Department of Molecular Patho-Biochemistry and Patho-Biology, Yamagata University School of Medicine, Yamagata, 990-9585 Japan.
J Biochem. 2012 Nov;152(5):471-8. doi: 10.1093/jb/mvs088. Epub 2012 Aug 25.
Factor XIII (FXIII) consists of catalytic A subunits (FXIII-A) and carrier B subunits. Congenital FXIII deficiency is a severe bleeding disorder. We previously identified an R260C missense mutation and an exon-IV deletion in Japanese patients' F13A genes. To characterize the molecular basis of this disease, we expressed a wild-type and the mutant FXIII-A in yeast cells for detailed investigation, by taking advantage of yeast's ability for mass protein production. The mutant proteins were expressed less efficiently than the wild-type and considerably aggregated; even their non-aggregated forms became aggregated with time. Ultra-centrifugation and gel-filtration analyses revealed that the mutants were of extremely high-molecular weight, and that the wild-type formed a dimer. Notably, a part of the R260C mutant was found in monomer form. This was consistent with the prediction by molecular modelling that the mutant molecule would lose the electrostatic interaction between the two monomers, leading to their inability to form a dimer. The mutants lost enzymatic activity. The mutants were only partially converted by thrombin to the cleaved form. The wild-type was fully converted and activated. These mutants might have significantly altered conformations, resulting in their aggregation in vitro, and may ultimately lead to FXIII deficiency in vivo as well.

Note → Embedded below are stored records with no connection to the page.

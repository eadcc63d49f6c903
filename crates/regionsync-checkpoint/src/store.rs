//! Retry-wrapped checkpoint persistence for one agent.
//!
//! Every read and write goes through [`with_retry`], so transient store
//! faults never reach the caller unless the attempt budget runs out.

use std::sync::Arc;

use base64::Engine;
use base64::engine::general_purpose::STANDARD;
use tracing::{debug, info};

use regionsync_core::{Shutdown, region_key};
use regionsync_state::{
    CHECKPOINT_FORMAT, CheckpointState, StateStore, StoredCheckpoint, TableMetadata,
    checkpoint_key, epoch_secs,
};

use crate::cipher::PositionCipher;
use crate::error::{CheckpointError, CheckpointResult};
use crate::retry::{RetryPolicy, with_retry};

/// Decoded checkpoint: the resume position is plain bytes again.
#[derive(Debug, Clone, PartialEq, Eq)]
pub struct InitCheckpoint {
    pub source_region: String,
    pub table: String,
    pub local_table_id: u64,
    pub remote_table_id: u64,
    pub resume_position: Option<Vec<u8>>,
    pub state: CheckpointState,
    pub timestamp: u64,
    pub message: Option<String>,
}

impl InitCheckpoint {
    /// Fresh NOT_START checkpoint for copying `table` from `source_region`.
    pub fn not_started(source_region: &str, table: &TableMetadata, remote_table_id: u64) -> Self {
        Self {
            source_region: source_region.to_string(),
            table: table.name.clone(),
            local_table_id: table.id,
            remote_table_id,
            resume_position: None,
            state: CheckpointState::NotStart,
            timestamp: epoch_secs(),
            message: None,
        }
    }

    pub fn advance(&mut self, position: Vec<u8>) {
        self.resume_position = Some(position);
        self.state = CheckpointState::InProgress;
        self.timestamp = epoch_secs();
    }

    pub fn complete(&mut self) {
        self.state = CheckpointState::Complete;
        self.timestamp = epoch_secs();
        self.message = None;
    }

    pub fn fail(&mut self, message: &str) {
        self.state = CheckpointState::Error;
        self.timestamp = epoch_secs();
        self.message = Some(message.to_string());
    }
}

/// Checkpoint access scoped to one agent and the region it serves.
#[derive(Clone)]
pub struct CheckpointStore {
    store: StateStore,
    agent_id: String,
    target_region: String,
    cipher: Option<Arc<dyn PositionCipher>>,
    policy: RetryPolicy,
    shutdown: Shutdown,
}

impl CheckpointStore {
    pub fn new(
        store: StateStore,
        agent_id: &str,
        target_region: &str,
        policy: RetryPolicy,
        shutdown: Shutdown,
    ) -> Self {
        Self {
            store,
            agent_id: agent_id.to_string(),
            target_region: target_region.to_string(),
            cipher: None,
            policy,
            shutdown,
        }
    }

    /// Encrypt resume positions with `cipher` from now on.
    pub fn with_cipher(mut self, cipher: Arc<dyn PositionCipher>) -> Self {
        self.cipher = Some(cipher);
        self
    }

    pub fn agent_id(&self) -> &str {
        &self.agent_id
    }

    pub fn policy(&self) -> &RetryPolicy {
        &self.policy
    }

    pub fn shutdown(&self) -> &Shutdown {
        &self.shutdown
    }

    pub async fn write(&self, checkpoint: &InitCheckpoint) -> CheckpointResult<()> {
        let stored = self.encode(checkpoint)?;
        with_retry("write checkpoint", &self.policy, &self.shutdown, || {
            self.store.put_checkpoint(&stored)
        })
        .await?;
        debug!(
            source = %checkpoint.source_region,
            table = %checkpoint.table,
            state = ?checkpoint.state,
            "checkpoint written"
        );
        Ok(())
    }

    pub async fn read(&self, source: &str, table: &str) -> CheckpointResult<Option<InitCheckpoint>> {
        let key = checkpoint_key(&self.agent_id, source, table);
        let stored = with_retry("read checkpoint", &self.policy, &self.shutdown, || {
            self.store.get_checkpoint(&key)
        })
        .await?;
        stored.map(|s| self.decode(s)).transpose()
    }

    pub async fn delete(&self, source: &str, table: &str) -> CheckpointResult<bool> {
        let key = checkpoint_key(&self.agent_id, source, table);
        with_retry("delete checkpoint", &self.policy, &self.shutdown, || {
            self.store.delete_checkpoint(&key)
        })
        .await
    }

    /// Every checkpoint this agent owns.
    pub async fn list(&self) -> CheckpointResult<Vec<InitCheckpoint>> {
        let stored = with_retry("list checkpoints", &self.policy, &self.shutdown, || {
            self.store.list_checkpoints(&self.agent_id)
        })
        .await?;
        stored.into_iter().map(|s| self.decode(s)).collect()
    }

    /// Live catalog entry for `table`, read under the same retry policy.
    pub async fn table_metadata(&self, table: &str) -> CheckpointResult<Option<TableMetadata>> {
        with_retry("read table metadata", &self.policy, &self.shutdown, || {
            self.store.get_table(table)
        })
        .await
    }

    /// Delete every COMPLETE checkpoint. Returns how many were removed.
    pub async fn collect_completed(&self) -> CheckpointResult<usize> {
        self.delete_where(|c| c.state == CheckpointState::Complete).await
    }

    /// Delete the checkpoints of a dropped table, across all sources.
    ///
    /// Table names match exactly, as catalog keys do; only region names
    /// are case-insensitive.
    pub async fn delete_for_table(&self, table: &str) -> CheckpointResult<usize> {
        self.delete_where(|c| c.table == table).await
    }

    /// Delete the checkpoints copied from a removed source region.
    pub async fn delete_for_source(&self, source: &str) -> CheckpointResult<usize> {
        let source = region_key(source);
        self.delete_where(|c| region_key(&c.source_region) == source)
            .await
    }

    async fn delete_where<P>(&self, predicate: P) -> CheckpointResult<usize>
    where
        P: Fn(&StoredCheckpoint) -> bool,
    {
        let stored = with_retry("list checkpoints", &self.policy, &self.shutdown, || {
            self.store.list_checkpoints(&self.agent_id)
        })
        .await?;

        let mut removed = 0;
        for checkpoint in stored.iter().filter(|c| predicate(*c)) {
            let key = checkpoint.table_key();
            if with_retry("delete checkpoint", &self.policy, &self.shutdown, || {
                self.store.delete_checkpoint(&key)
            })
            .await?
            {
                removed += 1;
            }
        }
        if removed > 0 {
            info!(agent = %self.agent_id, removed, "checkpoints collected");
        }
        Ok(removed)
    }

    fn encode(&self, checkpoint: &InitCheckpoint) -> CheckpointResult<StoredCheckpoint> {
        let resume_position = match (&checkpoint.resume_position, &self.cipher) {
            (None, _) => None,
            (Some(pos), None) => Some(STANDARD.encode(pos)),
            (Some(pos), Some(cipher)) => Some(STANDARD.encode(cipher.encrypt(pos)?)),
        };
        Ok(StoredCheckpoint {
            format: CHECKPOINT_FORMAT,
            agent_id: self.agent_id.clone(),
            source_region: checkpoint.source_region.clone(),
            target_region: self.target_region.clone(),
            table: checkpoint.table.clone(),
            local_table_id: checkpoint.local_table_id,
            remote_table_id: checkpoint.remote_table_id,
            encrypted: resume_position.is_some() && self.cipher.is_some(),
            resume_position,
            state: checkpoint.state,
            timestamp: checkpoint.timestamp,
            message: checkpoint.message.clone(),
        })
    }

    fn decode(&self, stored: StoredCheckpoint) -> CheckpointResult<InitCheckpoint> {
        if stored.format > CHECKPOINT_FORMAT {
            return Err(CheckpointError::Malformed(format!(
                "checkpoint {} has format {}, newest understood is {CHECKPOINT_FORMAT}",
                stored.table_key(),
                stored.format
            )));
        }
        let resume_position = match stored.resume_position.as_deref() {
            None => None,
            Some(text) => {
                let raw = STANDARD
                    .decode(text)
                    .map_err(|e| CheckpointError::Malformed(e.to_string()))?;
                match (stored.encrypted, &self.cipher) {
                    (false, _) => Some(raw),
                    (true, Some(cipher)) => Some(cipher.decrypt(&raw)?),
                    (true, None) => {
                        return Err(CheckpointError::Cipher(format!(
                            "checkpoint {} is encrypted but no key is configured",
                            stored.table_key()
                        )));
                    }
                }
            }
        };
        Ok(InitCheckpoint {
            source_region: stored.source_region,
            table: stored.table,
            local_table_id: stored.local_table_id,
            remote_table_id: stored.remote_table_id,
            resume_position,
            state: stored.state,
            timestamp: stored.timestamp,
            message: stored.message,
        })
    }
}

#[cfg(test)]
mod tests {
    use super::*;
    use crate::cipher::AesGcmCipher;

    fn table() -> TableMetadata {
        TableMetadata::new("orders", 11, [2, 3])
    }

    fn checkpoints(store: &StateStore) -> CheckpointStore {
        CheckpointStore::new(
            store.clone(),
            "agent-0-of-1",
            "us-east",
            RetryPolicy::default(),
            Shutdown::never(),
        )
    }

    #[tokio::test]
    async fn write_read_delete() {
        let store = StateStore::open_in_memory().unwrap();
        let ckpts = checkpoints(&store);

        let mut ckpt = InitCheckpoint::not_started("eu-west", &table(), 91);
        ckpt.advance(b"row-17".to_vec());
        ckpts.write(&ckpt).await.unwrap();

        let read = ckpts.read("EU-WEST", "orders").await.unwrap().unwrap();
        assert_eq!(read.state, CheckpointState::InProgress);
        assert_eq!(read.resume_position.as_deref(), Some(&b"row-17"[..]));
        assert_eq!(read.remote_table_id, 91);

        let raw = store
            .get_checkpoint(&checkpoint_key("agent-0-of-1", "eu-west", "orders"))
            .unwrap()
            .unwrap();
        assert_eq!(raw.target_region, "us-east");
        assert!(!raw.encrypted);

        assert!(ckpts.delete("eu-west", "orders").await.unwrap());
        assert!(ckpts.read("eu-west", "orders").await.unwrap().is_none());
    }

    #[tokio::test]
    async fn encryption_covers_position_only() {
        let store = StateStore::open_in_memory().unwrap();
        let ckpts = checkpoints(&store).with_cipher(Arc::new(AesGcmCipher::new(&[9u8; 32])));

        let mut ckpt = InitCheckpoint::not_started("eu-west", &table(), 91);
        ckpt.advance(b"secret-key".to_vec());
        ckpts.write(&ckpt).await.unwrap();

        let raw = store
            .get_checkpoint(&checkpoint_key("agent-0-of-1", "eu-west", "orders"))
            .unwrap()
            .unwrap();
        assert!(raw.encrypted);
        assert_eq!(raw.table, "orders");
        assert_eq!(raw.state, CheckpointState::InProgress);
        assert_ne!(raw.resume_position, Some(STANDARD.encode(b"secret-key")));

        let read = ckpts.read("eu-west", "orders").await.unwrap().unwrap();
        assert_eq!(read.resume_position.as_deref(), Some(&b"secret-key"[..]));

        // Without the key the encrypted row cannot be decoded.
        let plain = checkpoints(&store);
        assert!(matches!(
            plain.read("eu-west", "orders").await,
            Err(CheckpointError::Cipher(_))
        ));
    }

    #[tokio::test]
    async fn newer_format_rejected() {
        let store = StateStore::open_in_memory().unwrap();
        let ckpts = checkpoints(&store);
        ckpts
            .write(&InitCheckpoint::not_started("eu-west", &table(), 91))
            .await
            .unwrap();
        let key = checkpoint_key("agent-0-of-1", "eu-west", "orders");
        let mut raw = store.get_checkpoint(&key).unwrap().unwrap();
        raw.format = CHECKPOINT_FORMAT + 1;
        store.put_checkpoint(&raw).unwrap();

        assert!(matches!(
            ckpts.read("eu-west", "orders").await,
            Err(CheckpointError::Malformed(_))
        ));
    }

    #[tokio::test]
    async fn garbage_collection_by_state_table_and_source() {
        let store = StateStore::open_in_memory().unwrap();
        let ckpts = checkpoints(&store);
        let orders = table();
        let items = TableMetadata::new("items", 12, [2, 3]);

        let mut done = InitCheckpoint::not_started("eu-west", &orders, 91);
        done.complete();
        ckpts.write(&done).await.unwrap();
        ckpts
            .write(&InitCheckpoint::not_started("ap-south", &orders, 92))
            .await
            .unwrap();
        ckpts
            .write(&InitCheckpoint::not_started("eu-west", &items, 93))
            .await
            .unwrap();
        ckpts
            .write(&InitCheckpoint::not_started("ap-south", &items, 94))
            .await
            .unwrap();

        assert_eq!(ckpts.collect_completed().await.unwrap(), 1);
        assert_eq!(ckpts.delete_for_source("AP-SOUTH").await.unwrap(), 2);
        assert_eq!(ckpts.delete_for_table("items").await.unwrap(), 1);
        assert!(ckpts.list().await.unwrap().is_empty());
    }

    #[tokio::test]
    async fn table_names_match_exactly() {
        let store = StateStore::open_in_memory().unwrap();
        let ckpts = checkpoints(&store);
        let upper = TableMetadata::new("Orders", 12, [2]);
        ckpts
            .write(&InitCheckpoint::not_started("EU-West", &table(), 91))
            .await
            .unwrap();
        ckpts
            .write(&InitCheckpoint::not_started("eu-west", &upper, 92))
            .await
            .unwrap();

        assert_eq!(ckpts.delete_for_table("ORDERS").await.unwrap(), 0);
        assert_eq!(ckpts.delete_for_table("orders").await.unwrap(), 1);
        let left = ckpts.list().await.unwrap();
        assert_eq!(left.len(), 1);
        assert_eq!(left[0].table, "Orders");
    }

    #[tokio::test]
    async fn other_agents_checkpoints_untouched() {
        let store = StateStore::open_in_memory().unwrap();
        let mine = checkpoints(&store);
        let theirs = CheckpointStore::new(
            store.clone(),
            "agent-1-of-2",
            "us-east",
            RetryPolicy::default(),
            Shutdown::never(),
        );
        let mut ckpt = InitCheckpoint::not_started("eu-west", &table(), 91);
        ckpt.complete();
        theirs.write(&ckpt).await.unwrap();

        assert_eq!(mine.collect_completed().await.unwrap(), 0);
        assert_eq!(theirs.list().await.unwrap().len(), 1);
    }

    #[tokio::test(start_paused = true)]
    async fn missing_system_table_exhausts_budget() {
        let store = StateStore::open_in_memory_bare().unwrap();
        let ckpts = CheckpointStore::new(
            store,
            "agent-0-of-1",
            "us-east",
            RetryPolicy {
                max_attempts: 3,
                ..RetryPolicy::default()
            },
            Shutdown::never(),
        );
        let err = ckpts.read("eu-west", "orders").await.unwrap_err();
        assert!(matches!(err, CheckpointError::Exhausted { attempts: 3, .. }));
    }
}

凝血因子 XIII(FXIII)由催化 A 亚基(FXIII-A)和载体 B 亚基组成。先天性 FXIII 缺乏症是一种严重的出血性疾病。我们之前在日本患者的 F13A 基因中发现了 R260C 错义突变和外显子-IV 缺失。为了阐明该疾病的分子基础,我们利用酵母大量生产蛋白质的能力,在酵母细胞中表达了野生型和突变型 FXIII-A,进行了详细研究。与野生型相比,突变型蛋白的表达效率较低,且大量聚集;即使是非聚集形式也会随着时间的推移而聚集。超速离心和凝胶过滤分析表明,突变体具有极高的分子量,而野生型形成二聚体。值得注意的是,R260C 突变体的一部分以单体形式存在。这与分子建模的预测一致,即突变分子将失去两个单体之间的静电相互作用,导致它们无法形成二聚体。突变体失去了酶活性。突变体仅部分被凝血酶转化为裂解形式,而野生型则完全转化并激活。这些突变体可能具有显著改变的构象,导致其在体外聚集,并可能最终导致体内 FXIII 缺乏。